Friday: 9:15 p.m. Kenduskeag; Saturday: 4 p.m. Kenduskeag, 9:30 p.m. Railroad

Louisiana-born, Texas-raised Clarence “Gatemouth” Brown has been dishing up his unique blend of blues, rhythm and blues, country, jazz and Cajun music for more than 50 years. He is an American original whose music reflects the rich cultural milieu of the region in which he was raised. He’s a virtuosic guitarist who also plays the fiddle, harmonica, mandolin and drums.

Brown was born in Vinton, La., and raised on the Gulf Coast in Orange, Texas. He learned guitar and fiddle from his father, who played and sang the tunes of the region, including French traditional songs and German polkas. Brown began working professionally as a drummer during World War II. After a stint in the U.S. Army, he made his debut as a guitarist in 1947 as a walk-on at Don Robey’s Peacock Club in Houston. He picked up an electric Gibson put down midshow by an ailing T-Bone Walker and wowed the audience. Within a few minutes, he had been showered with $600 in tips – a large haul in those cash-strapped days. Robey soon had Brown fronting a 23-piece swing orchestra on a tour across the South and Southwest. The manager then formed Peacock Records, the first successful black-owned, postwar record label, to take Brown’s sound to a national audience. Dozens of hits followed, including “Okie Dokie Stomp,” “Boogie Rambler” and “Dirty Work at the Crossroads.”

Brown later moved to Nashville, where he was host for a television show and began adding country music to his repertoire, recording with Roy Clark and appearing on “Hee Haw.” Heavy touring in the 1970s established new audiences in Europe, East Africa and the Soviet Union, where Brown toured as a musical ambassador for the U.S. State Department.

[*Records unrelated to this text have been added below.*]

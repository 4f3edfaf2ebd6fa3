//! Core
//!
//! Sans-IO delivery engine for a CCS push-notification session. Nothing in
//! this crate performs I/O or owns a runtime: every entry point takes its
//! inputs (and the current time where it matters) and returns
//! [`SessionAction`]s for the caller to execute.
//!
//! # Components
//!
//! - [`AckTracker`]: message id to pending completion, with the original
//!   message kept for retransmission
//! - [`DeliveryWindow`]: at most [`ccs_proto::ACK_WINDOW`] unacknowledged
//!   messages on the wire, FIFO backlog for the rest
//! - [`Connection`]: session lifecycle and reconnect policy
//! - [`router`]: classification of inbound messages
//! - [`Session`]: composes the above behind one `&mut self`, which is the
//!   single synchronization point for occupancy, backlog and ack table

#![forbid(unsafe_code)]
#![deny(missing_docs)]

pub mod ack_tracker;
pub mod connection;
pub mod env;
pub mod error;
pub mod router;
pub mod session;
pub mod window;

pub use ack_tracker::{AckResult, AckTracker, Callback, Completion, Delivered, PendingAck};
pub use connection::{CloseOutcome, Connection, ConnectionState};
pub use env::Environment;
pub use error::{DeliveryError, SessionError};
pub use router::{ControlSignal, InboundEvent, Malformed, classify};
pub use session::{Notification, Session, SessionAction, SessionConfig, SessionSnapshot};
pub use window::DeliveryWindow;
//! Inbound (server to client) messages.

use serde::{Deserialize, Serialize};

use crate::{MessageId, ProtocolError, Result};

/// A message as delivered by the transport, before JSON decoding.
#[derive(Debug, Clone, PartialEq, Eq)]
pub enum RawInbound {
    /// Regular protocol message; holds the embedded JSON text.
    Message(String),

    /// Transport-level error message.
    ErrorStanza {
        /// Human readable error text, if the server sent any.
        text: Option<String>,
    },
}

/// `message_type` values with protocol-defined meaning.
///
/// Anything else (including an absent type) is an upstream message from a
/// device.
#[derive(Debug, Clone, Copy, PartialEq, Eq, Hash, Serialize, Deserialize)]
#[serde(rename_all = "snake_case")]
pub enum MessageType {
    /// Server control signal
    Control,
    /// Positive acknowledgement
    Ack,
    /// Negative acknowledgement
    Nack,
    /// Delivery receipt
    Receipt,
}

impl MessageType {
    /// Parse a wire `message_type`. `None` for unknown types.
    pub fn parse(value: &str) -> Option<Self> {
        match value {
            "control" => Some(Self::Control),
            "ack" => Some(Self::Ack),
            "nack" => Some(Self::Nack),
            "receipt" => Some(Self::Receipt),
            _ => None,
        }
    }

    /// Wire representation.
    pub fn as_str(self) -> &'static str {
        match self {
            Self::Control => "control",
            Self::Ack => "ack",
            Self::Nack => "nack",
            Self::Receipt => "receipt",
        }
    }
}

/// Decoded JSON body of a server message.
///
/// Every field is optional on the wire; classification decides which ones a
/// given message must carry.
#[derive(Debug, Clone, Default, PartialEq, Serialize, Deserialize)]
pub struct InboundMessage {
    /// Identifier the message refers to
    #[serde(default, skip_serializing_if = "Option::is_none")]
    pub message_id: Option<MessageId>,
    /// Protocol message type
    #[serde(default, skip_serializing_if = "Option::is_none")]
    pub message_type: Option<String>,
    /// Control signal carried by `control` messages
    #[serde(default, skip_serializing_if = "Option::is_none")]
    pub control_type: Option<String>,
    /// Error code carried by `nack` messages
    #[serde(default, skip_serializing_if = "Option::is_none")]
    pub error: Option<String>,
    /// Free-form error detail carried by `nack` messages
    #[serde(default, skip_serializing_if = "Option::is_none")]
    pub error_description: Option<String>,
    /// Device token or sender address
    #[serde(default, skip_serializing_if = "Option::is_none")]
    pub from: Option<String>,
    /// Application category (package name) of an upstream message
    #[serde(default, skip_serializing_if = "Option::is_none")]
    pub category: Option<String>,
    /// Application payload
    #[serde(default, skip_serializing_if = "Option::is_none")]
    pub data: Option<serde_json::Value>,
}

impl InboundMessage {
    /// Decode a message body.
    ///
    /// A literal JSON `null` decodes to `Ok(None)`.
    pub fn from_json(text: &str) -> Result<Option<Self>> {
        serde_json::from_str::<Option<Self>>(text).map_err(|e| ProtocolError::Decode(e.to_string()))
    }

    /// Known message type, if any.
    pub fn kind(&self) -> Option<MessageType> {
        self.message_type.as_deref().and_then(MessageType::parse)
    }

    /// Sender address, ignoring empty strings.
    pub fn sender(&self) -> Option<&str> {
        self.from.as_deref().filter(|from| !from.is_empty())
    }
}

#[cfg(test)]
mod tests {
    use serde_json::json;

    use super::*;

    #[test]
    fn decodes_nack() {
        let text = r#"{"message_type":"nack","message_id":"abc","from":"tok","error":"BAD_REGISTRATION","error_description":"gone"}"#;
        let msg = InboundMessage::from_json(text).unwrap().unwrap();

        assert_eq!(msg.kind(), Some(MessageType::Nack));
        assert_eq!(msg.message_id, Some(MessageId::new("abc")));
        assert_eq!(msg.error.as_deref(), Some("BAD_REGISTRATION"));
        assert_eq!(msg.error_description.as_deref(), Some("gone"));
        assert_eq!(msg.sender(), Some("tok"));
    }

    #[test]
    fn null_body_is_none() {
        assert_eq!(InboundMessage::from_json("null").unwrap(), None);
    }

    #[test]
    fn garbage_is_decode_error() {
        assert!(matches!(InboundMessage::from_json("{not json"), Err(ProtocolError::Decode(_))));
        assert!(matches!(InboundMessage::from_json("42"), Err(ProtocolError::Decode(_))));
    }

    #[test]
    fn unknown_fields_are_ignored() {
        let text = r#"{"message_id":"1","time_to_live":3,"from":"dev"}"#;
        let msg = InboundMessage::from_json(text).unwrap().unwrap();
        assert_eq!(msg.kind(), None);
        assert_eq!(msg.sender(), Some("dev"));
    }

    #[test]
    fn upstream_type_is_not_a_known_kind() {
        let msg = InboundMessage {
            message_type: Some("upstream".into()),
            data: Some(json!({"sweet": "bike"})),
            ..Default::default()
        };
        assert_eq!(msg.kind(), None);
    }

    #[test]
    fn empty_sender_is_absent() {
        let msg = InboundMessage { from: Some(String::new()), ..Default::default() };
        assert_eq!(msg.sender(), None);
    }
}
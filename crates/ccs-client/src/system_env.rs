//! Production environment: system clock, OS randomness, tokio timers.
//!
//! Message identifiers are drawn from getrandom so independent clients
//! sharing one sender id do not collide.

use std::time::Duration;

use ccs_core::Environment;

/// Production environment using system time and the OS RNG.
///
/// # Panics
///
/// `random_bytes` panics if the OS RNG fails. Without working randomness
/// message identifiers could repeat and acks would be misattributed.
#[derive(Debug, Clone, Default)]
pub struct SystemEnv;

impl SystemEnv {
    /// Create a new system environment.
    #[must_use]
    pub fn new() -> Self {
        Self
    }
}

impl Environment for SystemEnv {
    type Instant = std::time::Instant;

    #[allow(clippy::disallowed_methods)]
    fn now(&self) -> Self::Instant {
        std::time::Instant::now()
    }

    fn sleep(&self, duration: Duration) -> impl std::future::Future<Output = ()> + Send {
        tokio::time::sleep(duration)
    }

    #[allow(clippy::expect_used)]
    fn random_bytes(&self, buffer: &mut [u8]) {
        getrandom::fill(buffer).expect("invariant: OS RNG failure is unrecoverable");
    }
}
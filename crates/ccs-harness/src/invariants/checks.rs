//! Standard invariant checks.

use std::collections::HashSet;

use ccs_core::{ConnectionState, SessionSnapshot};
use ccs_proto::ACK_WINDOW;

use super::{Invariant, InvariantResult, Violation};

/// Occupied slots never exceed capacity.
pub struct WindowBound;

impl Invariant for WindowBound {
    fn name(&self) -> &'static str {
        "window_bound"
    }

    fn check(&self, state: &SessionSnapshot) -> InvariantResult {
        if state.occupied > state.capacity {
            return Err(Violation {
                invariant: self.name(),
                message: format!("occupied {} > capacity {}", state.occupied, state.capacity),
            });
        }
        Ok(())
    }
}

/// Capacity is at least one and at most the protocol's ack window.
pub struct CapacityBounded;

impl Invariant for CapacityBounded {
    fn name(&self) -> &'static str {
        "capacity_bounded"
    }

    fn check(&self, state: &SessionSnapshot) -> InvariantResult {
        if !(1..=ACK_WINDOW).contains(&state.capacity) {
            return Err(Violation {
                invariant: self.name(),
                message: format!("capacity {} outside 1..={ACK_WINDOW}", state.capacity),
            });
        }
        Ok(())
    }
}

/// While online, a message is only held if every slot is taken.
///
/// Anything else means an ack freed a slot without admitting the oldest
/// held message.
pub struct NoIdleSlotWithBacklog;

impl Invariant for NoIdleSlotWithBacklog {
    fn name(&self) -> &'static str {
        "no_idle_slot_with_backlog"
    }

    fn check(&self, state: &SessionSnapshot) -> InvariantResult {
        if state.state == ConnectionState::Online
            && state.backlog > 0
            && state.occupied < state.capacity
        {
            return Err(Violation {
                invariant: self.name(),
                message: format!(
                    "{} held with {} of {} slots occupied",
                    state.backlog, state.occupied, state.capacity
                ),
            });
        }
        Ok(())
    }
}

/// After shutdown every future has been resolved.
pub struct ShutdownDrained;

impl Invariant for ShutdownDrained {
    fn name(&self) -> &'static str {
        "shutdown_drained"
    }

    fn check(&self, state: &SessionSnapshot) -> InvariantResult {
        if state.state == ConnectionState::Shutdown && (state.occupied > 0 || state.backlog > 0) {
            return Err(Violation {
                invariant: self.name(),
                message: format!(
                    "shut down with {} pending and {} held",
                    state.occupied, state.backlog
                ),
            });
        }
        Ok(())
    }
}

/// Every outstanding identifier is counted once, either on the wire or held.
pub struct UniqueOutstanding;

impl Invariant for UniqueOutstanding {
    fn name(&self) -> &'static str {
        "unique_outstanding"
    }

    fn check(&self, state: &SessionSnapshot) -> InvariantResult {
        let counted = state.occupied + state.backlog;
        if state.outstanding.len() != counted {
            return Err(Violation {
                invariant: self.name(),
                message: format!(
                    "{} identifiers listed for {} pending and {} held",
                    state.outstanding.len(),
                    state.occupied,
                    state.backlog
                ),
            });
        }

        let mut seen = HashSet::with_capacity(counted);
        if let Some(duplicate) = state.outstanding.iter().find(|id| !seen.insert(*id)) {
            return Err(Violation {
                invariant: self.name(),
                message: format!("{duplicate} outstanding twice"),
            });
        }
        Ok(())
    }
}
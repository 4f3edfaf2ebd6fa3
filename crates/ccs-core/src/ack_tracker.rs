//! Acknowledgement correlation table.
//!
//! Maps the identifier of every message currently on the wire to the handle
//! that completes its caller's future, and keeps the original message so it
//! can be retransmitted after a reconnect.
//!
//! # Invariants
//!
//! - Identifiers are unique among outstanding entries; `register` refuses a
//!   duplicate instead of overwriting the earlier completion.
//! - Each completion fires exactly once: resolving removes the entry, so a
//!   redelivered ack for the same identifier finds nothing and is a no-op.

use std::{borrow::Borrow, collections::HashMap, ops::Sub, time::Duration};

use ccs_proto::{MessageId, OutboundMessage};
use tokio::sync::oneshot;

use crate::error::{DeliveryError, SessionError};

/// Successful delivery of a downstream message.
#[derive(Debug, Clone, PartialEq, Eq)]
pub struct Delivered {
    /// Identifier the server acknowledged
    pub message_id: MessageId,
    /// Recipient token reported by the server
    pub from: Option<String>,
}

/// Outcome of one downstream message.
pub type AckResult = Result<Delivered, DeliveryError>;

/// Handle that receives the outcome of one message.
pub trait Completion: Send {
    /// Deliver the outcome. Called at most once.
    fn complete(self, result: AckResult);
}

impl Completion for oneshot::Sender<AckResult> {
    fn complete(self, result: AckResult) {
        // Receiver dropped means the caller stopped waiting; nothing to do.
        let _ = self.send(result);
    }
}

/// Adapter for callback-style callers.
pub struct Callback<F>(pub F);

impl<F> Completion for Callback<F>
where
    F: FnOnce(AckResult) + Send,
{
    fn complete(self, result: AckResult) {
        (self.0)(result);
    }
}

/// A message on the wire awaiting its ack or nack.
#[derive(Debug)]
pub struct PendingAck<C, I> {
    /// Message as originally sent
    pub message: OutboundMessage,
    /// When the message was last put on the wire
    pub sent_at: I,
    completion: C,
    seq: u64,
}

/// Identifier to pending completion table.
#[derive(Debug)]
pub struct AckTracker<C, I> {
    entries: HashMap<MessageId, PendingAck<C, I>>,
    next_seq: u64,
}

impl<C, I> Default for AckTracker<C, I> {
    fn default() -> Self {
        Self { entries: HashMap::new(), next_seq: 0 }
    }
}

impl<C, I> AckTracker<C, I>
where
    C: Completion,
    I: Copy + Ord + Sub<Output = Duration>,
{
    /// Empty table.
    pub fn new() -> Self {
        Self::default()
    }

    /// Number of outstanding entries.
    pub fn len(&self) -> usize {
        self.entries.len()
    }

    /// True if nothing is outstanding.
    pub fn is_empty(&self) -> bool {
        self.entries.is_empty()
    }

    /// True if `message_id` is outstanding.
    pub fn contains(&self, message_id: &MessageId) -> bool {
        self.entries.contains_key(message_id)
    }

    /// Track a message that is being put on the wire.
    ///
    /// # Errors
    ///
    /// - `SessionError::DuplicateMessageId` if the identifier is already
    ///   outstanding. The completion is dropped unfired.
    pub fn register(
        &mut self,
        message: OutboundMessage,
        completion: C,
        now: I,
    ) -> Result<(), SessionError> {
        if self.entries.contains_key(&message.message_id) {
            return Err(SessionError::DuplicateMessageId(message.message_id));
        }

        let seq = self.next_seq;
        self.next_seq += 1;

        let message_id = message.message_id.clone();
        self.entries.insert(message_id, PendingAck { message, sent_at: now, completion, seq });
        Ok(())
    }

    /// Complete the entry for `message_id` with `outcome`.
    ///
    /// Returns `false` (and does nothing) for unknown, duplicate or already
    /// resolved identifiers.
    pub fn resolve(&mut self, message_id: &MessageId, outcome: AckResult) -> bool {
        match self.entries.remove(message_id) {
            Some(entry) => {
                entry.completion.complete(outcome);
                true
            },
            None => false,
        }
    }

    /// Outstanding messages in insertion order.
    pub fn all_pending(&self) -> Vec<&OutboundMessage> {
        in_send_order::<_, C, I>(self.entries.values())
            .into_iter()
            .map(|entry| &entry.message)
            .collect()
    }

    /// Outstanding messages in insertion order, restarting their deadline
    /// clocks at `now`.
    pub fn retransmit(&mut self, now: I) -> Vec<OutboundMessage> {
        in_send_order::<_, C, I>(self.entries.values_mut())
            .into_iter()
            .map(|entry| {
                entry.sent_at = now;
                entry.message.clone()
            })
            .collect()
    }

    /// Identifiers sent more than `timeout` ago, in insertion order, with
    /// their elapsed time.
    pub fn expired(&self, now: I, timeout: Duration) -> Vec<(MessageId, Duration)> {
        in_send_order::<_, C, I>(self.entries.values())
            .into_iter()
            .filter(|entry| now - entry.sent_at > timeout)
            .map(|entry| (entry.message.message_id.clone(), now - entry.sent_at))
            .collect()
    }

    /// Fail every outstanding entry and clear the table.
    ///
    /// Returns the number of completions fired.
    pub fn reject_all(&mut self, error: impl Fn(&MessageId) -> DeliveryError) -> usize {
        let entries = in_send_order::<_, C, I>(self.entries.drain().map(|(_, entry)| entry));

        let count = entries.len();
        for entry in entries {
            let err = error(&entry.message.message_id);
            entry.completion.complete(Err(err));
        }
        count
    }
}

/// Order entries by registration sequence.
fn in_send_order<P, C, I>(entries: impl IntoIterator<Item = P>) -> Vec<P>
where
    P: Borrow<PendingAck<C, I>>,
{
    let mut entries: Vec<P> = entries.into_iter().collect();
    entries.sort_by_key(|entry| <P as Borrow<PendingAck<C, I>>>::borrow(entry).seq);
    entries
}
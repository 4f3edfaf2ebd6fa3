//! Synchronous session driver.
//!
//! `SimDriver` owns a [`Session`] and a [`SimServer`] and executes session
//! actions immediately: envelopes land on the server, notifications are
//! collected, connect and disconnect requests are counted. The transport's
//! `online` and `closed` events are never automatic; tests deliver them
//! explicitly so every interleaving is under their control.

use ccs_core::{
    Completion, Notification, Session, SessionAction, SessionConfig, SessionSnapshot,
};
use ccs_proto::{MessageId, RawInbound, SendOptions};
use serde_json::Value;

use crate::{sim_env::SimEnv, sim_server::SimServer};

/// Session plus scripted server, driven step by step.
pub struct SimDriver<C: Completion> {
    /// Session under test
    pub session: Session<SimEnv, C>,
    /// Server peer
    pub server: SimServer,
    /// Environment shared with the session
    pub env: SimEnv,
    notifications: Vec<Notification>,
    connect_requests: usize,
    disconnect_requests: usize,
}

impl<C: Completion> SimDriver<C> {
    /// Idle session over a fresh server.
    pub fn new(seed: u64, config: SessionConfig) -> Self {
        let env = SimEnv::with_seed(seed);
        Self {
            session: Session::new(env.clone(), config),
            server: SimServer::new(),
            env,
            notifications: Vec::new(),
            connect_requests: 0,
            disconnect_requests: 0,
        }
    }

    /// Execute session actions against the simulated peer.
    pub fn execute(&mut self, actions: Vec<SessionAction>) {
        for action in actions {
            match action {
                SessionAction::Connect => self.connect_requests += 1,
                SessionAction::Send(envelope) => self.server.receive(&envelope),
                SessionAction::Disconnect => self.disconnect_requests += 1,
                SessionAction::Notify(notification) => self.notifications.push(notification),
            }
        }
    }

    /// Connect and bring the transport online.
    ///
    /// # Panics
    ///
    /// Panics if the session cannot connect from its current state.
    #[allow(clippy::expect_used)]
    pub fn go_online(&mut self) {
        let actions = self.session.connect().expect("session can connect");
        self.execute(actions);
        self.online();
    }

    /// Deliver the transport's `online` event.
    pub fn online(&mut self) {
        let actions = self.session.on_transport_online();
        self.execute(actions);
    }

    /// Deliver the transport's `closed` event.
    pub fn closed(&mut self) {
        let actions = self.session.on_transport_closed();
        self.execute(actions);
    }

    /// Deliver a transport error.
    pub fn error(&mut self, reason: &str) {
        let actions = self.session.on_transport_error(reason);
        self.execute(actions);
    }

    /// Deliver one inbound message.
    pub fn deliver(&mut self, raw: &RawInbound) {
        let actions = self.session.on_inbound(raw);
        self.execute(actions);
    }

    /// Queue a message with `data`.
    ///
    /// # Panics
    ///
    /// Panics if the session cannot draw a fresh message id.
    #[allow(clippy::expect_used)]
    pub fn send(&mut self, to: &str, data: Option<Value>, completion: C) -> MessageId {
        let (message_id, actions) = self
            .session
            .send(to, data, SendOptions::new(), completion)
            .expect("fresh message id");
        self.execute(actions);
        message_id
    }

    /// Server acks `message_id`.
    pub fn ack(&mut self, message_id: &MessageId) {
        let raw = self.server.ack(message_id);
        self.deliver(&raw);
    }

    /// Server nacks `message_id` with `code`.
    pub fn nack(&mut self, message_id: &MessageId, code: &str) {
        let raw = self.server.nack(message_id, code);
        self.deliver(&raw);
    }

    /// Server acks everything it has not answered yet, one at a time.
    ///
    /// Returns the number of acks delivered. Messages the session sends in
    /// response are acked in the same call only if `until_quiet` is set.
    pub fn ack_all(&mut self, until_quiet: bool) -> usize {
        let mut delivered = 0;
        loop {
            let batch = self.server.ack_all();
            if batch.is_empty() {
                break;
            }
            for raw in &batch {
                self.deliver(raw);
            }
            delivered += batch.len();
            if !until_quiet {
                break;
            }
        }
        delivered
    }

    /// Server announces draining, closes, and the transport reconnects.
    pub fn drain_and_reconnect(&mut self) {
        self.deliver(&SimServer::draining());
        self.closed();
        self.online();
    }

    /// Request a graceful close.
    pub fn end(&mut self) {
        let actions = self.session.end();
        self.execute(actions);
    }

    /// Request a forced close.
    pub fn destroy(&mut self) {
        let actions = self.session.destroy();
        self.execute(actions);
    }

    /// Run deadline checks at the current virtual time.
    pub fn tick(&mut self) {
        let now = ccs_core::Environment::now(&self.env);
        let actions = self.session.tick(now);
        self.execute(actions);
    }

    /// Notifications published so far.
    pub fn notifications(&self) -> &[Notification] {
        &self.notifications
    }

    /// Take the notifications published so far.
    pub fn take_notifications(&mut self) -> Vec<Notification> {
        std::mem::take(&mut self.notifications)
    }

    /// Connect actions the session issued.
    pub fn connect_requests(&self) -> usize {
        self.connect_requests
    }

    /// Disconnect actions the session issued.
    pub fn disconnect_requests(&self) -> usize {
        self.disconnect_requests
    }

    /// Current session snapshot.
    pub fn snapshot(&self) -> SessionSnapshot {
        self.session.snapshot()
    }
}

In addition to receiving a Grammy for his album “Alright Again” (1982), Brown has been inducted into the Blues Foundation Hall of Fame and is an eight-time winner of the W.C. Handy Award. He also received the Pioneer Award from the Rhythm & Blues Foundation.

Brown is approaching 80, and he is still on the road. In the words of Offbeat magazine, his hometown rag, “He just seems to get better and better with age.”